The DCA notes in its guidance that it intends to modify the new rules to align with the interpretations provided in its FAQs. While this guidance is helpful in clarifying some of the questions these new rules raise, many questions still remain and unfortunately, DCA declined to provide any model disclosures in the FAQs relating to how to disclose the nature of what, if any, language access services are provided, to the dismay of many.

On August 3, 2020, the Federal Financial Institutions Examination Council (“FFIEC”) issued a joint statement to provide prudent risk management and consumer protection principles for financial institutions to consider when working with borrowers as consumer and business loans near the end of initial loan accommodation periods during the coronavirus pandemic. The guidance notes that the principles outlined in the joint statement apply to both commercial and retail loan accommodations and are consistent with the Interagency Guidelines Establishing Standards for Safety and Soundness. Furthermore, the principles are intended to be tailored to a financial institution’s size, complexity and loan portfolio risk profile, as well as the industry and business focus of its customers or members.

The joint statement recognizes the significant adverse impact that the COVID-19 crisis has had on consumers, businesses, financial institutions, and the U.S. economy. The Coronavirus Aid, Relief, and Economic Security Act of 2020 (“CARES Act”) provided several forms of financial relief to businesses and individual borrowers, and some states and localities have provided similar credit accommodations. Many financial institutions have also offered voluntary credit accommodations to borrowers.

The FFIEC members reiterate their prior guidance, the Interagency Statement on Loan Modifications and Reporting for Financial Institutions Working with Customers Affected by the Coronavirus (revised) dated April 7, 2020 (“Interagency Statement on Loan Modifications”), that encouraged financial institutions to work prudently with borrowers who are or may be unable to meet their contractual loan payment obligations because of COVID-19. Specifically, that guidance stated that loan accommodations are generally viewed as positive actions that can mitigate adverse impacts on borrowers.

The joint statement notes that while some borrowers will be able to resume contractual payments at the end of an accommodation, others may be unable to do so due to continuing financial challenges. The FFIEC members encourage financial institutions to consider prudent accommodation options that are based on an understanding of the borrower’s credit risk, consistent with applicable laws and regulations, and designed to ease cash flow pressures on affected borrowers while improving their capacity to service debt and facilitating a financial institution’s ability to collect on its loans. Such arrangements may mitigate long-term borrower financial impacts by avoiding delinquencies or other adverse consequences.
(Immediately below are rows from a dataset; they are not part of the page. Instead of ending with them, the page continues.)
//! L1 (priority-based) expansion: award x major cross product (§4.5 L1).

use crate::domain::catalog::{major_code_table, AwardRank};
use crate::domain::profile::StudentProfile;
use crate::domain::wire::UserInputL1;
use crate::error::{EngineError, Result};

/// Expands a profile into the L1 request-input list. Returns
/// `InvalidInput` only through the shared profile invariants — an expander
/// that maps to zero majors yields an empty list, left to the pipeline
/// orchestrator to reject (§4.9 step 2).
pub fn expand(profile: &StudentProfile) -> Result<Vec<UserInputL1>> {
    profile.validate()?;

    let templates = award_templates(profile);
    let majors = major_code_table();

    let mut out = Vec::new();
    for major_name in &profile.candidate_majors {
        let Some(code) = majors.get(major_name.as_str()) else { continue };
        for tmpl in &templates {
            out.push(UserInputL1 {
                nhom_nganh: (*code).to_string(),
                tinh_tp: profile.province.clone(),
                hoc_phi: profile.max_budget,
                cong_lap: profile.public_flag(),
                hsg_1: tmpl.0.clone(),
                hsg_2: tmpl.1.clone(),
                hsg_3: tmpl.2.clone(),
                haimuoi_huyen_ngheo_tnb: profile.ethnic_minority_southern as u8,
                dan_toc_thieu_so: profile.very_few_ethnic_minority as u8,
                ahld: profile.heroes_and_contributors as u8,
            });
        }
    }
    Ok(out)
}

/// One `(hsg_1, hsg_2, hsg_3)` template per award (ignoring consolation),
/// or a single all-zero template when the student has no qualifying award.
fn award_templates(profile: &StudentProfile) -> Vec<(String, String, String)> {
    let qualifying: Vec<_> = profile
        .awards
        .iter()
        .filter(|a| a.rank != AwardRank::Consolation)
        .collect();

    if qualifying.is_empty() {
        return vec![("0".to_string(), "0".to_string(), "0".to_string())];
    }

    qualifying
        .into_iter()
        .map(|award| {
            let code = award.category.code().to_string();
            match award.rank {
                AwardRank::First => (code, "0".to_string(), "0".to_string()),
                AwardRank::Second => ("0".to_string(), code, "0".to_string()),
                AwardRank::Third => ("0".to_string(), "0".to_string(), code),
                AwardRank::Consolation => unreachable!("filtered above"),
            }
        })
        .collect()
}

#[cfg(test)]
mod tests {
    use super::*;
    use crate::domain::catalog::Subject;
    use crate::domain::profile::{Award, GradeStanding};
    use std::collections::HashMap;

    fn profile_with_awards(awards: Vec<Award>, majors: Vec<&str>) -> StudentProfile {
        StudentProfile {
            id: "s1".into(),
            user_id: None,
            awards,
            certifications: vec![],
            national_exam: HashMap::new(),
            vsat: HashMap::new(),
            talent: HashMap::new(),
            aptitude: vec![],
            transcripts: vec![],
            standing: GradeStanding::default(),
            province: "HCM".into(),
            min_budget: 0.0,
            max_budget: 50.0,
            public_only: Some(true),
            candidate_majors: majors.into_iter().map(String::from).collect(),
            ethnic_minority_southern: false,
            very_few_ethnic_minority: false,
            heroes_and_contributors: false,
        }
    }

    #[test]
    fn seed_scenario_3_two_awards_one_major() {
        let profile = profile_with_awards(
            vec![
                Award { category: Subject::Toan, rank: AwardRank::First },
                Award { category: Subject::VatLy, rank: AwardRank::Third },
            ],
            vec!["Công nghệ thông tin"],
        );
        let inputs = expand(&profile).unwrap();
        assert_eq!(inputs.len(), 2);
        assert!(inputs.iter().any(|i| i.hsg_1 == "TOAN" && i.hsg_2 == "0" && i.hsg_3 == "0"));
        assert!(inputs.iter().any(|i| i.hsg_1 == "0" && i.hsg_2 == "0" && i.hsg_3 == "VAT_LY"));
        assert!(inputs.iter().all(|i| i.nhom_nganh == "7480201"));
    }

    #[test]
    fn no_awards_emits_single_zero_template_per_major() {
        let profile = profile_with_awards(vec![], vec!["Kế toán"]);
        let inputs = expand(&profile).unwrap();
        assert_eq!(inputs.len(), 1);
        assert_eq!(inputs[0].hsg_1, "0");
        assert_eq!(inputs[0].hsg_2, "0");
        assert_eq!(inputs[0].hsg_3, "0");
    }

    #[test]
    fn unmapped_major_is_dropped_not_errored() {
        let profile = profile_with_awards(vec![], vec!["Not A Real Major"]);
        let inputs = expand(&profile).unwrap();
        assert!(inputs.is_empty());
    }

    #[test]
    fn consolation_awards_are_ignored() {
        let profile = profile_with_awards(
            vec![Award { category: Subject::Toan, rank: AwardRank::Consolation }],
            vec!["Kế toán"],
        );
        let inputs = expand(&profile).unwrap();
        assert_eq!(inputs.len(), 1);
        assert_eq!(inputs[0].hsg_1, "0");
    }
}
FFIEC members encourage financial institutions to observe several risk management and consumer protection principles to work with borrowers in a safe and sound manner as loans near the end of accommodation periods, as described below. Importantly, the guidance recommends that financial institutions should ensure that clear, accurate and timely information is provided to both borrowers and guarantors regarding any accommodation.
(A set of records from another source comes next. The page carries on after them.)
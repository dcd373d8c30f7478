pub mod scripted;
pub mod zeromq;
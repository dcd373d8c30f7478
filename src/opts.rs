use serde::Serialize;
use std::io::{Error, ErrorKind, Result};

use crate::sock::SockType;

/// Value class of a socket option, mirroring the two libzmq classification
/// sets: options taking a signed integer and options taking raw bytes.
#[derive(Clone, Copy, Debug, PartialEq, Eq, Serialize)]
#[serde(rename_all = "lowercase")]
pub enum OptKind {
    Int,
    Bytes,
}

/// A coerced option value, ready to apply to a socket.
#[derive(Clone, Debug, PartialEq, Eq)]
pub enum OptValue {
    Int(i64),
    Bytes(Vec<u8>),
}

#[derive(Clone, Copy, Debug, Serialize)]
pub struct OptSpec {
    pub name: &'static str,
    pub code: i32,
    pub kind: OptKind,
}

macro_rules! sockopt_table {
    ($($name:ident = $code:literal => $kind:ident),* $(,)?) => {
        paste::paste! {
            $(
                pub const [<ZMQ_ $name>]: i32 = $code;
            )*
            pub static SOCK_OPTS: &[OptSpec] = &[
                $(
                    OptSpec {
                        name: stringify!($name),
                        code: [<ZMQ_ $name>],
                        kind: OptKind::$kind,
                    },
                )*
            ];
        }
    };
}

// Codes are the libzmq ABI values, see zmq.h
sockopt_table!(
    AFFINITY = 4 => Int,
    IDENTITY = 5 => Bytes,
    SUBSCRIBE = 6 => Bytes,
    UNSUBSCRIBE = 7 => Bytes,
    RATE = 8 => Int,
    RECOVERY_IVL = 9 => Int,
    SNDBUF = 11 => Int,
    RCVBUF = 12 => Int,
    LINGER = 17 => Int,
    RECONNECT_IVL = 18 => Int,
    BACKLOG = 19 => Int,
    RECONNECT_IVL_MAX = 21 => Int,
    MAXMSGSIZE = 22 => Int,
    SNDHWM = 23 => Int,
    RCVHWM = 24 => Int,
    MULTICAST_HOPS = 25 => Int,
    RCVTIMEO = 27 => Int,
    SNDTIMEO = 28 => Int,
    TCP_KEEPALIVE = 34 => Int,
    TCP_KEEPALIVE_CNT = 35 => Int,
    TCP_KEEPALIVE_IDLE = 36 => Int,
    TCP_KEEPALIVE_INTVL = 37 => Int,
    IMMEDIATE = 39 => Int,
    IPV6 = 42 => Int,
    PLAIN_USERNAME = 45 => Bytes,
    PLAIN_PASSWORD = 46 => Bytes,
    CONFLATE = 54 => Int,
    ZAP_DOMAIN = 55 => Bytes,
    TOS = 57 => Int,
);

/// Looks up an option by name, with an optional ZMQ_ prefix.
pub fn lookup(name: &str) -> Option<&'static OptSpec> {
    let bare = name.strip_prefix("ZMQ_").unwrap_or(name);
    SOCK_OPTS.iter().find(|spec| spec.name == bare)
}

fn split_spec(spec: &str) -> Result<(&str, &str)> {
    let well_formed = |name: &str| {
        !name.is_empty() && name.bytes().all(|b| b.is_ascii_uppercase() || b == b'_')
    };
    match spec.split_once('=') {
        Some((name, value)) if well_formed(name) => Ok((name, value)),
        _ => Err(Error::new(
            ErrorKind::InvalidInput,
            format!("Invalid option spec: '{spec}'"),
        )),
    }
}

/// Turns a list of 'NAME=VALUE' specs into the ordered list of
/// (option code, coerced value) assignments for `sock_type`.
///
/// A SUB socket with no explicit SUBSCRIBE assignment gets an implicit
/// subscription to the empty prefix, so it receives everything.
pub fn resolve(specs: &[String], sock_type: SockType) -> Result<Vec<(i32, OptValue)>> {
    let mut options = Vec::with_capacity(specs.len() + 1);
    for spec in specs {
        let (name, value) = split_spec(spec)?;
        let opt = lookup(name).ok_or_else(|| {
            Error::new(
                ErrorKind::InvalidInput,
                format!("Unrecognised socket option: '{name}'"),
            )
        })?;
        let value = match opt.kind {
            OptKind::Int => OptValue::Int(value.parse().map_err(|_| {
                Error::new(
                    ErrorKind::InvalidInput,
                    format!("Invalid value for option {}: '{value}'", opt.name),
                )
            })?),
            OptKind::Bytes => OptValue::Bytes(value.as_bytes().to_vec()),
        };
        options.push((opt.code, value));
    }

    if sock_type == SockType::Sub && !options.iter().any(|(code, _)| *code == ZMQ_SUBSCRIBE) {
        options.push((ZMQ_SUBSCRIBE, OptValue::Bytes(Vec::new())));
    }
    Ok(options)
}

/// Renders the option table for `--list-options`.
pub fn describe() -> String {
    serde_json::to_string_pretty(SOCK_OPTS).unwrap()
}

mod tests {
    #![allow(unused_imports)]

    use super::*;
    use crate::sock::SockType;

    fn specs(items: &[&str]) -> Vec<String> {
        items.iter().map(|s| s.to_string()).collect()
    }

    #[test]
    fn prefix_does_not_change_code() {
        let plain = resolve(&specs(&["LINGER=0"]), SockType::Push).unwrap();
        let prefixed = resolve(&specs(&["ZMQ_LINGER=0"]), SockType::Push).unwrap();
        assert_eq!(plain, prefixed);
        assert_eq!(plain, vec![(ZMQ_LINGER, OptValue::Int(0))]);
    }

    #[test]
    fn int_values_round_trip() {
        let options = resolve(
            &specs(&["LINGER=0", "LINGER=-1", "LINGER=50"]),
            SockType::Push,
        )
        .unwrap();
        assert_eq!(
            options,
            vec![
                (ZMQ_LINGER, OptValue::Int(0)),
                (ZMQ_LINGER, OptValue::Int(-1)),
                (ZMQ_LINGER, OptValue::Int(50)),
            ]
        );
    }

    #[test]
    fn bytes_values_pass_through() {
        let options = resolve(&specs(&["SUBSCRIBE=", "SUBSCRIBE=abc"]), SockType::Sub).unwrap();
        assert_eq!(
            options,
            vec![
                (ZMQ_SUBSCRIBE, OptValue::Bytes(Vec::new())),
                (ZMQ_SUBSCRIBE, OptValue::Bytes(b"abc".to_vec())),
            ]
        );
    }

    #[test]
    fn non_numeric_int_value_is_rejected() {
        let err = resolve(&specs(&["LINGER=foo"]), SockType::Push).unwrap_err();
        assert!(err.to_string().contains("Invalid value for option LINGER"));
    }

    #[test]
    fn unknown_name_is_rejected() {
        let err = resolve(&specs(&["NONEXISTENTOPTION=blah"]), SockType::Push).unwrap_err();
        assert!(err.to_string().contains("Unrecognised socket option"));
    }

    #[test]
    fn malformed_spec_is_rejected() {
        assert!(resolve(&specs(&["no-equals"]), SockType::Push).is_err());
        assert!(resolve(&specs(&["lower=1"]), SockType::Push).is_err());
        assert!(resolve(&specs(&["=1"]), SockType::Push).is_err());
    }

    #[test]
    fn sub_without_subscribe_gets_implicit_one() {
        let options = resolve(&specs(&["LINGER=0"]), SockType::Sub).unwrap();
        assert_eq!(
            options.last(),
            Some(&(ZMQ_SUBSCRIBE, OptValue::Bytes(Vec::new())))
        );
    }

    #[test]
    fn sub_with_explicit_subscribe_is_untouched() {
        let options = resolve(&specs(&["SUBSCRIBE=A"]), SockType::Sub).unwrap();
        assert_eq!(options, vec![(ZMQ_SUBSCRIBE, OptValue::Bytes(b"A".to_vec()))]);
    }

    #[test]
    fn other_types_get_no_implicit_subscribe() {
        assert!(resolve(&[], SockType::Pull).unwrap().is_empty());
    }

    #[test]
    fn describe_lists_the_table() {
        let listing = describe();
        assert!(listing.contains("SUBSCRIBE"));
        assert!(listing.contains("\"code\": 6"));
    }
}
  • Prudent risk management practices: Such practices include identifying, measuring, and monitoring credit risk for loans that receive accommodations. Monitoring and assessing the terms of loan accommodations on an ongoing basis enables financial institutions to recognize any credit deterioration and loss exposure in a timely manner. The guidance also recommends effective management reporting to ensure that the management team fully understands the scope of loans that received an accommodation, the types of initial and any additional accommodations provided, when the accommodation periods end, and credit risk for higher-risk segments of the institution’s loan portfolio.
  • Well-structured and sustainable accommodations: The guidance recommends that a financial institution’s determination of whether to consider additional accommodation options for a borrower should be based on a comprehensive review of how the hardship has affected the financial condition and current and future performance of the borrower. Additional accommodations should be well-designed and consistently applied to mitigate losses both for the borrower and the financial institution while helping the borrower resume structured, affordable and sustainable repayment of amounts contractually due over a reasonable period of time.
  • Consumer protection: The guidance encourages financial institutions to provide consumers with available options for repaying any missed payments at the end of their accommodation to avoid delinquencies or other adverse consequences. Financial institutions are also encouraged, where appropriate, to provide consumers with options for making prudent changes to credit product terms to support sustainable and affordable long-term payments. The guidance also recommends several effective approaches to consumer protection risk management.
  • Accounting and regulatory reporting: The guidance advises financial institutions to follow applicable accounting and regulatory reporting requirements for all loan modifications as the term “modification” is used in generally accepted accounting principles (GAAP) and regulatory reporting instructions, which includes maintenance of appropriate allowances for loan and lease losses (ALLL) and allowances for credit losses (ACL), as applicable. The guidance also advises financial institutions to consult Section 4013 of the CARES Act (Temporary Relief from Troubled Debt Restructurings) and the Interagency Statement on Loan Modifications.
  • Internal control systems: Controls should include quality assurance, credit risk review, operational risk management, compliance risk management, and internal audit functions that are commensurate with the size, complexity and risk of a financial institution’s activities. Targeted testing of the process for managing each stage of the accommodation is also advisable. The guidance notes that if these functions are outsourced, a financial institution remains responsible for oversight of the service provider.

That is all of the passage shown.